An entrepreneurial firm's character and strategic direction is guided by its overall goals, including its long-term vision and intent (Entrepreneurship Video, 2013). Age, history, heritage, and ambitions for growth also play an important role. For instance, a younger firm must fully define and understand its customer base, and then create offerings to meet and exceed customer expectations. This might involve investment in market research during the first few years — a very important strategic step. Even more established firms benefit from this strategy. By continually assessing strengths, weaknesses, and resources, a firm is better able to determine its unique value proposition and carve out a distinct place in the market while meeting customer needs (Audretsch & Thurik, 2011).
A firm's age can be a competitive advantage, particularly if there has been adequate time to establish a loyal customer base and brand recognition.
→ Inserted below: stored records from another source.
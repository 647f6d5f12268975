//! Validating extractors.
//!
//! Malformed or out-of-range input is rejected with 400 before any
//! service call.

use axum::{
    extract::{FromRequest, FromRequestParts, Path, Query, Request},
    http::request::Parts,
    Json,
};
use serde::de::DeserializeOwned;

use roster_core::roster::{validate_positive_id, ServiceError, Validate, ValidationError};

use super::AppError;

fn malformed(message: String) -> AppError {
    ServiceError::from(ValidationError::Malformed(message)).into()
}

fn invalid(err: ValidationError) -> AppError {
    ServiceError::from(err).into()
}

/// A single positive integer path parameter.
#[derive(Debug, Clone, Copy)]
pub struct Id(pub i64);

impl<S> FromRequestParts<S> for Id
where
    S: Send + Sync,
{
    type Rejection = AppError;

    async fn from_request_parts(parts: &mut Parts, state: &S) -> Result<Self, Self::Rejection> {
        let Path(value) = Path::<i64>::from_request_parts(parts, state)
            .await
            .map_err(|rejection| malformed(rejection.body_text()))?;

        validate_positive_id("id", value).map_err(invalid)?;
        Ok(Id(value))
    }
}

/// Query string deserialized into `T` and validated.
#[derive(Debug, Clone)]
pub struct ValidQuery<T>(pub T);

impl<S, T> FromRequestParts<S> for ValidQuery<T>
where
    S: Send + Sync,
    T: DeserializeOwned + Validate,
{
    type Rejection = AppError;

    async fn from_request_parts(parts: &mut Parts, state: &S) -> Result<Self, Self::Rejection> {
        let Query(value) = Query::<T>::from_request_parts(parts, state)
            .await
            .map_err(|rejection| malformed(rejection.body_text()))?;

        value.validate().map_err(invalid)?;
        Ok(ValidQuery(value))
    }
}

/// JSON body deserialized into `T` and validated.
#[derive(Debug, Clone)]
pub struct ValidJson<T>(pub T);

impl<S, T> FromRequest<S> for ValidJson<T>
where
    S: Send + Sync,
    T: DeserializeOwned + Validate,
{
    type Rejection = AppError;

    async fn from_request(req: Request, state: &S) -> Result<Self, Self::Rejection> {
        let Json(value) = Json::<T>::from_request(req, state)
            .await
            .map_err(|rejection| malformed(rejection.body_text()))?;

        value.validate().map_err(invalid)?;
        Ok(ValidJson(value))
    }
}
A positive history can help motivate workers and also help a firm outshine its competitors in the marketplace, since more established brands are generally more trusted by consumers. However, older firms may find the need to continually work to find new avenues for development and growth. This requires innovation and an entrepreneurial orientation.
Entrepreneurial orientation refers to opportunity recognition and exploitation (Audretsch & Thurik, 2011). Large firms must develop new practices that are entirely different from previous ones. Young firms must determine the best initial strategies for entry into new markets. Autonomy, proactiveness, competitive aggressiveness, and risk-taking each make a unique contribution to the pursuit of new opportunities (Entrepreneurship Video, 2013). Entrepreneurial orientation assumes that the mere pursuit of opportunities can lead to new practices that enhance future success and firm growth.
Innovation helps entrepreneurial firms evolve by enabling growth through the creation of new products and services, leveraging new technology trends, or seeking improved processes, logistics, or go-to-market strategies (Audretsch & Thurik, 2011).
"Start-ups face risks from inexperience and speculation"
"Online marketing opens cost-effective growth channels"
Entrepreneurial firms, especially start-ups, should exercise care in selecting the right technology strategies for growth according to business goals and desired outcomes — such as lead generation, brand awareness, and public relations. This can be an advantage for young firms in a highly saturated marketplace. Growth strategies that incorporate technological or web solutions can prove to be an innovative benefit for all entrepreneurial firms — young and old, large and small.